== What you will do ==
Some lines in the data below hold the string "when". Report how many, as a bare number.

== Data section ==
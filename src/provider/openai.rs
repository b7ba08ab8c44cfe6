use std::time::Duration;

use async_trait::async_trait;
use serde::{Deserialize, Serialize};
use tracing::{debug, error, trace};

use crate::generation::prompt::SYSTEM_PROMPT;
use crate::generation::{FailureKind, GenerationFailure};
use crate::provider::TextProvider;

#[derive(Debug, Clone)]
pub struct OpenAiSettings {
    /// Base URL up to and including the version segment, e.g. `https://api.openai.com/v1`
    pub base_url: String,
    pub model: String,
    /// Sent as a bearer token when not empty
    pub api_key: String,
    pub temperature: f32,
    pub max_tokens: u32,
}

#[derive(Debug, Serialize)]
struct ChatMessage<'a> {
    role: &'a str,
    content: &'a str,
}

#[derive(Debug, Serialize)]
struct ChatRequest<'a> {
    model: &'a str,
    messages: Vec<ChatMessage<'a>>,
    temperature: f32,
    max_tokens: u32,
}

#[derive(Debug, Deserialize)]
struct ChatResponse {
    choices: Vec<Choice>,
}

#[derive(Debug, Deserialize)]
struct Choice {
    message: ChoiceMessage,
}

#[derive(Debug, Deserialize)]
struct ChoiceMessage {
    #[serde(default)]
    content: Option<String>,
}

/// Client for any OpenAI compatible `chat/completions` endpoint.
pub struct OpenAiProvider {
    http_client: reqwest::Client,
    settings: OpenAiSettings,
}

impl OpenAiProvider {
    pub fn new(settings: OpenAiSettings) -> Result<Self, reqwest::Error> {
        let http_client = reqwest::Client::builder().build()?;
        Ok(OpenAiProvider {
            http_client,
            settings,
        })
    }

    fn endpoint(&self) -> String {
        format!(
            "{}/chat/completions",
            self.settings.base_url.trim_end_matches('/')
        )
    }
}

#[async_trait]
impl TextProvider for OpenAiProvider {
    fn name(&self) -> &str {
        &self.settings.model
    }

    #[tracing::instrument(level = "debug", skip_all)]
    async fn generate(
        &self,
        prompt: &str,
        timeout: Option<Duration>,
    ) -> Result<String, GenerationFailure> {
        let body = ChatRequest {
            model: &self.settings.model,
            messages: vec![
                ChatMessage {
                    role: "system",
                    content: SYSTEM_PROMPT,
                },
                ChatMessage {
                    role: "user",
                    content: prompt,
                },
            ],
            temperature: self.settings.temperature,
            max_tokens: self.settings.max_tokens,
        };

        let mut request = self.http_client.post(self.endpoint()).json(&body);
        if !self.settings.api_key.is_empty() {
            request = request.bearer_auth(&self.settings.api_key);
        }
        if let Some(timeout) = timeout {
            request = request.timeout(timeout);
        }

        let response = request
            .send()
            .await
            .map_err(|e| classify_transport_error(e, timeout))?;

        let status = response.status();
        trace!("Provider response status: {}", status);
        if !status.is_success() {
            let error_text = response
                .text()
                .await
                .unwrap_or_else(|_| "Unknown error".to_string());
            error!("Provider returned {}: {}", status, error_text);
            return Err(GenerationFailure::provider(format!(
                "provider returned status {}",
                status
            )));
        }

        let chat_response: ChatResponse = response.json().await.map_err(|e| {
            if e.is_timeout() {
                return classify_transport_error(e, timeout);
            }
            error!("Failed to decode provider response: {}", e);
            GenerationFailure::provider("malformed provider response")
        })?;

        let choice = chat_response.choices.into_iter().next().ok_or_else(|| {
            error!("Provider response contained no choices");
            GenerationFailure::provider("provider response contained no choices")
        })?;

        debug!("Provider call to {} completed", self.settings.model);
        Ok(choice.message.content.unwrap_or_default())
    }
}

fn classify_transport_error(err: reqwest::Error, timeout: Option<Duration>) -> GenerationFailure {
    if err.is_timeout() {
        error!("Provider call timed out: {}", err);
        return match timeout {
            Some(bound) => GenerationFailure::timeout(bound),
            None => GenerationFailure::new(FailureKind::Timeout, err.to_string()),
        };
    }
    error!("Provider unreachable: {}", err);
    GenerationFailure::unavailable(err.to_string())
}
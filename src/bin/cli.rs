use std::time::Duration;

use anyhow::{anyhow, bail, Result};
use clap::Parser;
use serde::{Deserialize, Serialize};

#[derive(Parser)]
#[command(author, version, about = "Request an email draft from a running mail_drafter server", long_about = None)]
struct Args {
    /// Base URL of the mail_drafter server
    #[arg(short, long, env = "MAIL_DRAFTER_URL", default_value = "http://127.0.0.1:25566")]
    server: String,

    /// What the email is about
    #[arg(short, long)]
    purpose: String,

    /// Name of the person receiving the email
    #[arg(short, long)]
    recipient_name: String,

    /// Tone of the email, e.g. friendly or formal
    #[arg(short, long)]
    tone: String,

    /// Seconds to wait for the server before giving up
    #[arg(long, default_value_t = 120)]
    timeout_secs: u64,
}

#[derive(Serialize)]
struct GenerateRequest<'a> {
    purpose: &'a str,
    recipient_name: &'a str,
    tone: &'a str,
}

#[derive(Deserialize)]
struct GenerateResponse {
    email: String,
    ai_response_time_ms: u64,
}

#[derive(Deserialize)]
struct ErrorResponse {
    error: String,
}

fn main() -> Result<()> {
    let args = Args::parse();
    let purpose = args.purpose.trim();
    let recipient_name = args.recipient_name.trim();
    let tone = args.tone.trim();
    if purpose.is_empty() || recipient_name.is_empty() || tone.is_empty() {
        bail!("Please fill all fields");
    }

    let client = reqwest::blocking::Client::builder()
        .timeout(Duration::from_secs(args.timeout_secs))
        .build()?;
    let response = client
        .post(format!(
            "{}/api/email/generate",
            args.server.trim_end_matches('/')
        ))
        .json(&GenerateRequest {
            purpose,
            recipient_name,
            tone,
        })
        .send()?;

    let status = response.status();
    if !status.is_success() {
        let message = response
            .json::<ErrorResponse>()
            .map(|body| body.error)
            .unwrap_or_else(|_| "Unknown error".to_string());
        return Err(anyhow!("Server returned {}: {}", status, message));
    }

    let body: GenerateResponse = response.json()?;
    println!(
        "{}\n\nAI Response Time: {} ms",
        body.email, body.ai_response_time_ms
    );
    Ok(())
}
use axum::extract::rejection::JsonRejection;
use axum::extract::State;
use axum::http::StatusCode;
use axum::Json;
use serde::Deserialize;
use tracing::{info, warn};

use crate::api::AppState;
use crate::bail_api;
use crate::error::ApiResult;
use crate::generation::{GenerationRequest, GenerationResult};

pub const MISSING_FIELDS_MESSAGE: &str = "purpose, recipient_name and tone are required";

/// Body of `POST /api/email/generate`. Every field is optional here so that
/// missing ones end up as a 400 with the fixed message instead of a rejection.
#[derive(Debug, Default, Deserialize)]
pub(crate) struct EmailGenerateRequest {
    #[serde(default)]
    pub(crate) purpose: Option<String>,
    #[serde(default)]
    pub(crate) recipient_name: Option<String>,
    #[serde(default)]
    pub(crate) tone: Option<String>,
}

impl EmailGenerateRequest {
    /// Trimmed triple, or `None` when any field is absent or blank.
    fn into_generation_request(self) -> Option<GenerationRequest> {
        let request = GenerationRequest::new(self.purpose?, self.recipient_name?, self.tone?);
        request.validate().ok().map(|_| request)
    }
}

#[axum_macros::debug_handler]
pub(crate) async fn handle_generate_email(
    State(state): State<AppState>,
    payload: Result<Json<EmailGenerateRequest>, JsonRejection>,
) -> ApiResult<(StatusCode, Json<GenerationResult>)> {
    let payload = match payload {
        Ok(Json(payload)) => payload,
        Err(rejection) => {
            warn!("Rejected email request body: {}", rejection);
            bail_api!(StatusCode::BAD_REQUEST, MISSING_FIELDS_MESSAGE);
        }
    };

    let Some(request) = payload.into_generation_request() else {
        bail_api!(StatusCode::BAD_REQUEST, MISSING_FIELDS_MESSAGE);
    };

    info!(
        purpose = request.purpose(),
        recipient_name = request.recipient_name(),
        tone = request.tone(),
        "Generating email"
    );

    let result = state.generator.generate(&request).await?;
    Ok((StatusCode::OK, Json(result)))
}
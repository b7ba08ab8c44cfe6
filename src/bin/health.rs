use std::env;
use std::process::ExitCode;
use std::time::Duration;

use anyhow::{bail, Result};
use reqwest::Url;

const DEFAULT_HEALTH_URL: &str = "http://127.0.0.1:25566/health";

fn check(url: Url) -> Result<()> {
    let client = reqwest::blocking::Client::builder()
        .timeout(Duration::from_secs(5))
        .build()?;
    let response = client.get(url).send()?;
    if !response.status().is_success() {
        bail!("Health check returned {}", response.status())
    }
    Ok(())
}

fn main() -> ExitCode {
    let target = env::args()
        .nth(1)
        .unwrap_or_else(|| DEFAULT_HEALTH_URL.to_string());

    let result = Url::parse(&target)
        .map_err(anyhow::Error::from)
        .and_then(check);
    match result {
        Ok(()) => ExitCode::SUCCESS,
        Err(err) => {
            eprintln!("Unhealthy: {:#}", err);
            ExitCode::FAILURE
        }
    }
}
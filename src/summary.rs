//! Per-source summary statistics over a fused dataset.

use crate::dataset::{Column, Dataset};
use crate::filter::OPERATIONAL_COLUMNS;
use crate::models::SourceType;
use once_cell::sync::Lazy;
use regex::Regex;
use rustc_hash::{FxHashMap, FxHashSet};
use serde::Serialize;

const TOP_N: usize = 10;
const SAMPLE_NAMES: usize = 10;

static COMPANY_NAME_HINT: Lazy<Regex> =
    Lazy::new(|| Regex::new(r"(?i)company|name|firm|business").unwrap());

#[derive(Debug, Clone, PartialEq, Serialize)]
pub struct CapacityStats {
    pub total: f64,
    pub mean: f64,
    pub min: f64,
    pub max: f64,
}

#[derive(Debug, Clone, PartialEq, Serialize)]
pub struct NameSummary {
    pub column: String,
    pub unique: usize,
    pub samples: Vec<String>,
}

#[derive(Debug, Clone, PartialEq, Serialize)]
pub struct SourceSummary {
    pub source: SourceType,
    pub total_records: usize,
    pub columns: Vec<String>,
    pub numeric_columns: Vec<String>,
    pub categorical_columns: Vec<String>,
    pub capacity: Option<CapacityStats>,
    pub operational_status: Vec<(String, usize)>,
    pub state_distribution: Vec<(String, usize)>,
    pub district_distribution: Vec<(String, usize)>,
    pub names: Option<NameSummary>,
    pub source_files: Vec<(String, usize)>,
}

/// Value counts, most frequent first. Ties keep first-seen order.
pub fn value_counts(column: &Column) -> Vec<(String, usize)> {
    let mut order: Vec<String> = Vec::new();
    let mut counts: FxHashMap<String, usize> = FxHashMap::default();
    for value in column.cells().filter_map(|c| c.display()) {
        let count = counts.entry(value.clone()).or_insert(0);
        if *count == 0 {
            order.push(value);
        }
        *count += 1;
    }
    let mut out: Vec<(String, usize)> = order
        .into_iter()
        .map(|v| {
            let n = counts.get(&v).copied().unwrap_or(0);
            (v, n)
        })
        .collect();
    out.sort_by(|a, b| b.1.cmp(&a.1));
    out
}

fn top(column: Option<&Column>, n: usize) -> Vec<(String, usize)> {
    column
        .map(|c| value_counts(c).into_iter().take(n).collect())
        .unwrap_or_default()
}

/// Sum, mean, min and max of the values that coerce to numbers.
pub fn capacity_stats(column: &Column) -> Option<CapacityStats> {
    let values: Vec<f64> = column.cells().filter_map(|c| c.coerce_f64()).collect();
    if values.is_empty() {
        return None;
    }
    let total: f64 = values.iter().sum();
    let min = values.iter().copied().fold(f64::INFINITY, f64::min);
    let max = values.iter().copied().fold(f64::NEG_INFINITY, f64::max);
    Some(CapacityStats {
        total,
        mean: total / values.len() as f64,
        min,
        max,
    })
}

fn name_summary(column: &Column) -> NameSummary {
    let values: Vec<String> = column.cells().filter_map(|c| c.display()).collect();
    let unique = values.iter().collect::<FxHashSet<_>>().len();
    NameSummary {
        column: column.name().to_string(),
        unique,
        samples: values.into_iter().take(SAMPLE_NAMES).collect(),
    }
}

fn name_column(source: SourceType, present: &[&Column]) -> Option<usize> {
    match source {
        SourceType::RiceMills => present
            .iter()
            .position(|c| c.name().to_lowercase().contains("name")),
        SourceType::GeocodedCompanies => present
            .iter()
            .position(|c| COMPANY_NAME_HINT.is_match(c.name())),
        _ => None,
    }
}

/// Summary of the rows of one source. Columns that are null throughout
/// belong to other sources of the fusion and are left out.
pub fn summarize_source(source: SourceType, part: &Dataset) -> SourceSummary {
    let present: Vec<&Column> = part
        .columns()
        .filter(|c| c.cells().any(|cell| !cell.is_null()))
        .collect();
    let by_name = |name: &str| present.iter().copied().find(|c| c.name() == name);
    let by_name_ci = |name: &str| {
        present
            .iter()
            .copied()
            .find(|c| c.name().eq_ignore_ascii_case(name))
    };

    let (numeric_columns, categorical_columns): (Vec<&Column>, Vec<&Column>) =
        present.iter().copied().partition(|c| c.data().is_numeric());

    let (capacity, operational_status) = if source.is_steel() {
        let operational = OPERATIONAL_COLUMNS.iter().find_map(|n| by_name(n));
        (
            by_name("Capacity").and_then(capacity_stats),
            operational.map(value_counts).unwrap_or_default(),
        )
    } else {
        (None, Vec::new())
    };

    let source_files = if source == SourceType::GeocodedCompanies {
        by_name("Source_File").map(value_counts).unwrap_or_default()
    } else {
        Vec::new()
    };

    SourceSummary {
        source,
        total_records: part.len(),
        columns: present.iter().map(|c| c.name().to_string()).collect(),
        numeric_columns: numeric_columns.iter().map(|c| c.name().to_string()).collect(),
        categorical_columns: categorical_columns
            .iter()
            .map(|c| c.name().to_string())
            .collect(),
        capacity,
        operational_status,
        state_distribution: top(by_name_ci("state"), TOP_N),
        district_distribution: top(by_name_ci("district"), TOP_N),
        names: name_column(source, &present).map(|pos| name_summary(present[pos])),
        source_files,
    }
}

/// One summary per selected source that has rows, in selection order.
pub fn summarize(dataset: &Dataset, sources: &[SourceType]) -> Vec<SourceSummary> {
    let parts = dataset.partition_by_source();
    sources
        .iter()
        .filter_map(|source| {
            parts
                .iter()
                .find(|(s, part)| s == source && !part.is_empty())
                .map(|(s, part)| summarize_source(*s, part))
        })
        .collect()
}

pub fn total_records(summaries: &[SourceSummary]) -> usize {
    summaries.iter().map(|s| s.total_records).sum()
}
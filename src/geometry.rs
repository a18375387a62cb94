//! GeoJSON geometry decoding shared by overlay building and region labelling.
//!
//! Geometries are decoded with `geojson` and converted to `geo` types once;
//! callers work on [`geo::Geometry`] from then on.

use anyhow::{anyhow, bail, Context, Result};
use geo::{Centroid, Geometry, MultiPolygon, Point, Polygon};
use serde_json::Value;

fn is_empty_coordinates(value: &Value) -> bool {
    match value {
        Value::Null => true,
        Value::Array(items) => items.is_empty(),
        _ => false,
    }
}

/// Decodes one GeoJSON geometry object. Only Point, Polygon and
/// MultiPolygon are accepted; empty coordinates are an error.
pub fn parse_geometry(value: &Value) -> Result<Geometry<f64>> {
    if value.get("coordinates").map_or(true, is_empty_coordinates) {
        bail!("empty coordinates");
    }
    let geometry =
        geojson::Geometry::from_json_value(value.clone()).context("invalid geometry")?;
    match geometry.value {
        geojson::Value::Point(_) | geojson::Value::Polygon(_) | geojson::Value::MultiPolygon(_) => {}
        _ => bail!(
            "unsupported geometry type {}",
            value.get("type").and_then(Value::as_str).unwrap_or("unknown")
        ),
    }
    geometry
        .value
        .try_into()
        .map_err(|e| anyhow!("Failed to convert geojson geometry: {:?}", e))
}

fn outer(polygon: &Polygon<f64>) -> Polygon<f64> {
    Polygon::new(polygon.exterior().clone(), vec![])
}

/// The point itself, or the area-weighted centroid of the outer rings.
/// Holes are ignored. Other geometry kinds have no centroid.
pub fn outer_centroid(geometry: &Geometry<f64>) -> Option<Point<f64>> {
    match geometry {
        Geometry::Point(point) => Some(*point),
        Geometry::Polygon(polygon) => outer(polygon).centroid(),
        Geometry::MultiPolygon(parts) => {
            MultiPolygon::new(parts.iter().map(outer).collect()).centroid()
        }
        _ => None,
    }
}
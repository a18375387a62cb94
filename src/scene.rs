//! Scene assembly: point traces per source plus overlay layers.
//!
//! The output is a plain serializable description; drawing it is up to the
//! host's charting library.

use crate::config::{
    MAP_STYLE, UNKNOWN, VIEWPORT_CENTER_LAT, VIEWPORT_CENTER_LON, VIEWPORT_HEIGHT, VIEWPORT_ZOOM,
};
use crate::dataset::{Dataset, DISTRICT, LATITUDE, LONGITUDE, STATE};
use crate::models::SourceType;
use crate::overlay::OverlayLayer;
use crate::source::SourceAliases;
use anyhow::{Context, Result};
use serde::Serialize;
use tracing::debug;

pub const MARKER_SIZE: u8 = 10;
pub const MARKER_OPACITY: f64 = 0.8;
pub const DEFAULT_SOURCE_COLOR: &str = "#6B7280";

pub fn source_color(source: SourceType) -> &'static str {
    match source {
        SourceType::SteelPlants => "#8B5CF6",
        SourceType::SteelPlantsWithBf => "#EF4444",
        SourceType::GeocodedCompanies => "#10B981",
        SourceType::RiceMills => "#F59E0B",
    }
}

/// Trace color for a `source_type` label, grey for unrecognised labels.
pub fn label_color(label: &str) -> &'static str {
    SourceType::from_label(label).map_or(DEFAULT_SOURCE_COLOR, source_color)
}

#[derive(Debug, Clone, PartialEq, Serialize)]
pub struct Viewport {
    pub center_lat: f64,
    pub center_lon: f64,
    pub zoom: u8,
    pub style: String,
    pub height: u32,
}

impl Default for Viewport {
    fn default() -> Self {
        Self {
            center_lat: VIEWPORT_CENTER_LAT,
            center_lon: VIEWPORT_CENTER_LON,
            zoom: VIEWPORT_ZOOM,
            style: MAP_STYLE.to_string(),
            height: VIEWPORT_HEIGHT,
        }
    }
}

#[derive(Debug, Clone, PartialEq, Serialize)]
pub struct PointTrace {
    pub source: SourceType,
    pub name: String,
    pub color: String,
    pub marker_size: u8,
    pub opacity: f64,
    pub latitudes: Vec<f64>,
    pub longitudes: Vec<f64>,
    pub hover_text: Vec<String>,
}

impl PointTrace {
    pub fn len(&self) -> usize {
        self.latitudes.len()
    }

    pub fn is_empty(&self) -> bool {
        self.latitudes.is_empty()
    }
}

#[derive(Debug, Clone, PartialEq, Serialize)]
pub struct SceneDescriptor {
    pub points: Vec<PointTrace>,
    pub overlays: Vec<OverlayLayer>,
    pub viewport: Viewport,
}

impl SceneDescriptor {
    pub fn to_json(&self) -> Result<String> {
        serde_json::to_string(self).context("Failed to serialize scene")
    }
}

/// First non-null display value among `columns`, else `Unknown`.
fn text_or_unknown(dataset: &Dataset, row: usize, columns: &[&str]) -> String {
    columns
        .iter()
        .find_map(|c| dataset.cell(row, c).display())
        .unwrap_or_else(|| UNKNOWN.to_string())
}

fn point_trace(source: SourceType, part: &Dataset) -> Option<PointTrace> {
    let lat_column = part.column(LATITUDE)?;
    let lon_column = part.column(LONGITUDE)?;
    let name_column = SourceAliases::for_source(source).name_column(part);

    let mut trace = PointTrace {
        source,
        name: source.label().to_string(),
        color: source_color(source).to_string(),
        marker_size: MARKER_SIZE,
        opacity: MARKER_OPACITY,
        latitudes: Vec::with_capacity(part.len()),
        longitudes: Vec::with_capacity(part.len()),
        hover_text: Vec::with_capacity(part.len()),
    };

    for row in 0..part.len() {
        let (Some(lat), Some(lon)) = (lat_column.get(row).coerce_f64(), lon_column.get(row).coerce_f64())
        else {
            continue;
        };
        let name = name_column
            .and_then(|c| c.get(row).display())
            .unwrap_or_else(|| UNKNOWN.to_string());
        let district = text_or_unknown(part, row, &[DISTRICT, "District"]);
        let state = text_or_unknown(part, row, &[STATE, "State"]);

        let hover = if source == SourceType::SteelPlantsWithBf {
            let capacity = part
                .cell(row, "Quantity")
                .display()
                .unwrap_or_else(|| "N/A".to_string());
            format!(
                "<b>{}</b><br>Capacity: {} Mtpa<br>District: {}<br>State: {}",
                name, capacity, district, state
            )
        } else {
            format!("<b>{}</b><br>District: {}<br>State: {}", name, district, state)
        };

        trace.latitudes.push(lat);
        trace.longitudes.push(lon);
        trace.hover_text.push(hover);
    }

    (!trace.is_empty()).then_some(trace)
}

/// One point trace per source present, in order of first appearance, plus
/// the given overlay layers. Rows without a source tag are not drawn.
pub fn compose(dataset: &Dataset, overlays: Vec<OverlayLayer>) -> SceneDescriptor {
    let points: Vec<PointTrace> = dataset
        .partition_by_source()
        .into_iter()
        .filter_map(|(source, part)| point_trace(source, &part))
        .collect();

    debug!(
        traces = points.len(),
        overlays = overlays.len(),
        "Composed scene"
    );

    SceneDescriptor {
        points,
        overlays,
        viewport: Viewport::default(),
    }
}
#[cfg(test)]
mod tests {
    use super::*;
    use serde_json::json;

    fn point_collection(n: usize) -> Value {
        let features: Vec<Value> = (0..n)
            .map(|i| {
                json!({
                    "type": "Feature",
                    "geometry": {"type": "Point", "coordinates": [78.0 + i as f64 * 1e-4, 21.0]},
                    "properties": {}
                })
            })
            .collect();
        json!({"type": "FeatureCollection", "features": features})
    }

    #[test]
    fn large_collections_are_truncated_to_a_prefix() {
        let layer = OverlayBuilder::default().build_value(point_collection(6000), "pts", PALETTE[0]);
        assert!(layer.truncated);
        assert_eq!(layer.primitives.len(), 5000);
        assert_eq!(layer.primitives[0].positions, vec![(21.0, 78.0)]);

        let small = OverlayBuilder::default().build_value(point_collection(100), "pts", PALETTE[0]);
        assert!(!small.truncated);
        assert_eq!(small.primitives.len(), 100);
    }

    #[test]
    fn polygon_uses_outer_ring_only() {
        let value = json!({"features": [{
            "geometry": {"type": "Polygon", "coordinates": [
                [[77.0, 28.0], [78.0, 28.0], [78.0, 29.0], [77.0, 28.0]],
                [[77.2, 28.2], [77.3, 28.2], [77.3, 28.3], [77.2, 28.2]]
            ]},
            "properties": {"districts": ["Gurugram", "Faridabad"], "states": ["Haryana"]}
        }]});
        let layer = OverlayBuilder::default().build_value(value, "zones.geojson", PALETTE[1]);
        assert_eq!(layer.primitives.len(), 1);
        let region = &layer.primitives[0];
        assert_eq!(region.kind, PrimitiveKind::Region);
        assert_eq!(region.positions.len(), 4);
        assert_eq!(region.positions[1], (28.0, 78.0));
        assert_eq!(region.name, "Polygon (zones.geojson)");
        assert_eq!(
            region.tooltip,
            "<b>Polygon</b><br>Districts: Gurugram, Faridabad<br>States: Haryana"
        );
        assert_eq!(region.style.fill_color.as_deref(), Some("rgba(0, 128, 255, 0.2)"));
        assert_eq!(region.style.line_color.as_deref(), Some("rgba(0, 128, 255, 0.8)"));
    }

    #[test]
    fn multipolygon_parts_are_numbered() {
        let value = json!({"features": [{
            "geometry": {"type": "MultiPolygon", "coordinates": [
                [[[70.0, 22.0], [71.0, 22.0], [71.0, 23.0], [70.0, 22.0]]],
                [[[72.0, 22.0], [73.0, 22.0], [73.0, 23.0], [72.0, 22.0]]]
            ]},
            "properties": {"states": ["Gujarat"]}
        }]});
        let layer = OverlayBuilder::default().build_value(value, "gj", PALETTE[2]);
        let tooltips: Vec<&str> = layer.primitives.iter().map(|p| p.tooltip.as_str()).collect();
        assert_eq!(
            tooltips,
            vec![
                "<b>MultiPolygon Part 1</b><br>States: Gujarat",
                "<b>MultiPolygon Part 2</b><br>States: Gujarat"
            ]
        );
        assert!(layer.primitives.iter().all(|p| p.name == "MultiPolygon (gj)"));
    }

    #[test]
    fn point_marker_and_missing_labels() {
        let value = json!({"features": [{
            "geometry": {"type": "Point", "coordinates": [88.3, 22.5]}
        }]});
        let layer = OverlayBuilder::default().build_value(value, "p", PALETTE[0]);
        let marker = &layer.primitives[0];
        assert_eq!(marker.kind, PrimitiveKind::Marker);
        assert_eq!(marker.name, "GeoJSON Point");
        assert_eq!(marker.positions, vec![(22.5, 88.3)]);
        assert_eq!(marker.tooltip, "Location data unavailable");
        assert_eq!(marker.style.marker_color.as_deref(), Some("rgba(255, 165, 0, 0.5)"));
    }

    #[test]
    fn malformed_features_are_skipped_not_fatal() {
        let value = json!({"features": [
            {"geometry": {"type": "Point", "coordinates": []}},
            {"geometry": {"type": "Point", "coordinates": ["a", "b"]}},
            {"geometry": {"type": "Polygon", "coordinates": [[[1.0]]]}},
            {"properties": {}},
            {"geometry": {"type": "Point", "coordinates": [80.0, 20.0]}}
        ]});
        let layer = OverlayBuilder::default().build_value(value, "mixed", PALETTE[0]);
        assert_eq!(layer.skipped, 4);
        assert_eq!(layer.primitives.len(), 1);
    }

    #[test]
    fn colors_cycle_through_palette() {
        let files: Vec<String> = (0..8).map(|i| format!("f{}.geojson", i)).collect();
        let assigned = assign_colors(&files);
        assert_eq!(assigned[0].1, PALETTE[0]);
        assert_eq!(assigned[6].1, PALETTE[0]);
        assert_eq!(assigned[7].1, PALETTE[1]);
        assert_eq!(PALETTE[4].marker(), "rgba(128, 0, 255, 0.5)");
    }

    #[test]
    fn repeated_inputs_share_one_color() {
        let files = ["a.geojson", "b.geojson", "a.geojson", "c.geojson"];
        let assigned = assign_colors(&files);
        assert_eq!(
            assigned,
            vec![
                ("a.geojson", PALETTE[0]),
                ("b.geojson", PALETTE[1]),
                ("c.geojson", PALETTE[2]),
            ]
        );
    }

    #[test]
    fn polygon_holes_are_dropped() {
        let value = json!({"features": [{
            "geometry": {"type": "MultiPolygon", "coordinates": [
                [[[0.0, 0.0], [4.0, 0.0], [4.0, 4.0], [0.0, 0.0]],
                 [[1.0, 1.0], [2.0, 1.0], [2.0, 2.0], [1.0, 1.0]]],
                [[]]
            ]}
        }]});
        let layer = OverlayBuilder::default().build_value(value, "holes", PALETTE[0]);
        assert_eq!(layer.skipped, 0);
        assert_eq!(layer.primitives.len(), 1);
        assert_eq!(layer.primitives[0].positions.len(), 4);
    }

    #[test]
    fn missing_features_key_is_empty() {
        let collection = FeatureCollection::from_value(json!({"type": "FeatureCollection"}), 10);
        assert!(collection.features.is_empty());
        assert!(!collection.truncated);
    }
}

== Response to the exercise ==
2